Autre écueil à éviter : «Qui trop embrasse
mal étreint ». L’épouse maternante, dévouée
à tous et chacun pourrait bien parfois passer à côté
des besoins de son époux.
.
Père ou Mère dans l’Eglise, à l’image
de Marie…
Dans
l’Eglise, on appelle mon époux « père ».
Cela le revêt de sa fonction sacrée. Certains ont du mal,
moi-même j’hésite parfois. Cela crée une distance,
cela pourrait être mal compris, comme la soutane.
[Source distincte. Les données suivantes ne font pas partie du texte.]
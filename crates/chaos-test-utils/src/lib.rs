//! # Chaos Test Utilities
//!
//! Shared test utilities for Pod Chaos Monkey.
//!
//! This crate provides an in-memory cluster fake and pod fixtures for
//! exercising the scheduler without a real Kubernetes API server.
//!
//! ## Modules
//!
//! - `fake_cluster` - In-memory `PodClientTrait` with namespace and label
//!   selector semantics, injectable failures and recorded deletions
//! - `fixtures` - Pod builders and the standard five-pod scenario
//! - `eventual` - Polling assertions for timing-dependent tests
//!
//! ## Usage
//!
//! ```rust,ignore
//! use chaos_test_utils::*;
//!
//! #[tokio::test]
//! async fn test_example() {
//!     let cluster = FakeCluster::new().with_pods(five_pod_scenario("namespace1"));
//!     let client: Arc<dyn PodClientTrait> = Arc::new(cluster.clone());
//!
//!     // Build a Workload over `client` and assert on `cluster.deleted()`...
//! }
//! ```

pub mod eventual;
pub mod fake_cluster;
pub mod fixtures;

// Re-export commonly used items
pub use eventual::*;
pub use fake_cluster::*;
pub use fixtures::*;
Pourquoi ? Peut-être
sommes-nous encore tributaires d’une fausse interprétation
du père.? Il serait perçu comme éloigné
et jugeant plutôt que tendre et miséricordieux ; peut-être
attribuons nous encore au prêtre des images de pouvoir et privilège,
alors qu’il est le serviteur des serviteurs ? …
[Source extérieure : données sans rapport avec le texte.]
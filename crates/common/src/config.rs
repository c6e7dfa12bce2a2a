//! Common configuration types for Pod Chaos Monkey components.

use crate::error::CommonError;
use serde::{Deserialize, Serialize};
use std::collections::HashMap;

/// Default tracing filter when `RUST_LOG` is not set.
///
/// `chaos` prefix-matches both the `chaos_monkey` crate and `chaos.*` targets.
pub const DEFAULT_LOG_FILTER: &str = "pod_chaos_monkey=info,chaos=info";

/// Observability configuration
#[derive(Debug, Clone, PartialEq, Eq, Serialize, Deserialize)]
pub struct ObservabilityConfig {
    /// Fallback `EnvFilter` directive used when `RUST_LOG` is absent
    pub log_filter: String,
    /// Enable JSON-formatted logs
    pub json_logs: bool,
}

impl Default for ObservabilityConfig {
    fn default() -> Self {
        Self {
            log_filter: DEFAULT_LOG_FILTER.to_string(),
            json_logs: false,
        }
    }
}

impl ObservabilityConfig {
    /// Load observability settings from a map of environment variables.
    ///
    /// Recognizes `LOG_FILTER` and `LOG_FORMAT` (`text` or `json`).
    pub fn from_vars(vars: &HashMap<String, String>) -> Result<Self, CommonError> {
        let log_filter = vars
            .get("LOG_FILTER")
            .filter(|v| !v.trim().is_empty())
            .cloned()
            .unwrap_or_else(|| DEFAULT_LOG_FILTER.to_string());

        let json_logs = match vars.get("LOG_FORMAT").map(|v| v.trim().to_ascii_lowercase()) {
            None => false,
            Some(format) if format.is_empty() || format == "text" => false,
            Some(format) if format == "json" => true,
            Some(other) => {
                return Err(CommonError::Configuration(format!(
                    "LOG_FORMAT must be 'text' or 'json', got '{other}'"
                )))
            }
        };

        Ok(Self {
            log_filter,
            json_logs,
        })
    }
}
J’aimais bien les vocables « Tassouni » chez les Coptes,
« Matouchka » chez les Byzantins, cela avait une connotation
de tendresse. Si les femmes devenaient un jour prêtres, on les
appellerait « mère » bien sûr. Père,
Mère, est-ce différent ? Dieu, Père et Mère
à la fois ? L’homme (l’humain ) est créé
à l’image de Dieu qui est Père dans son essence.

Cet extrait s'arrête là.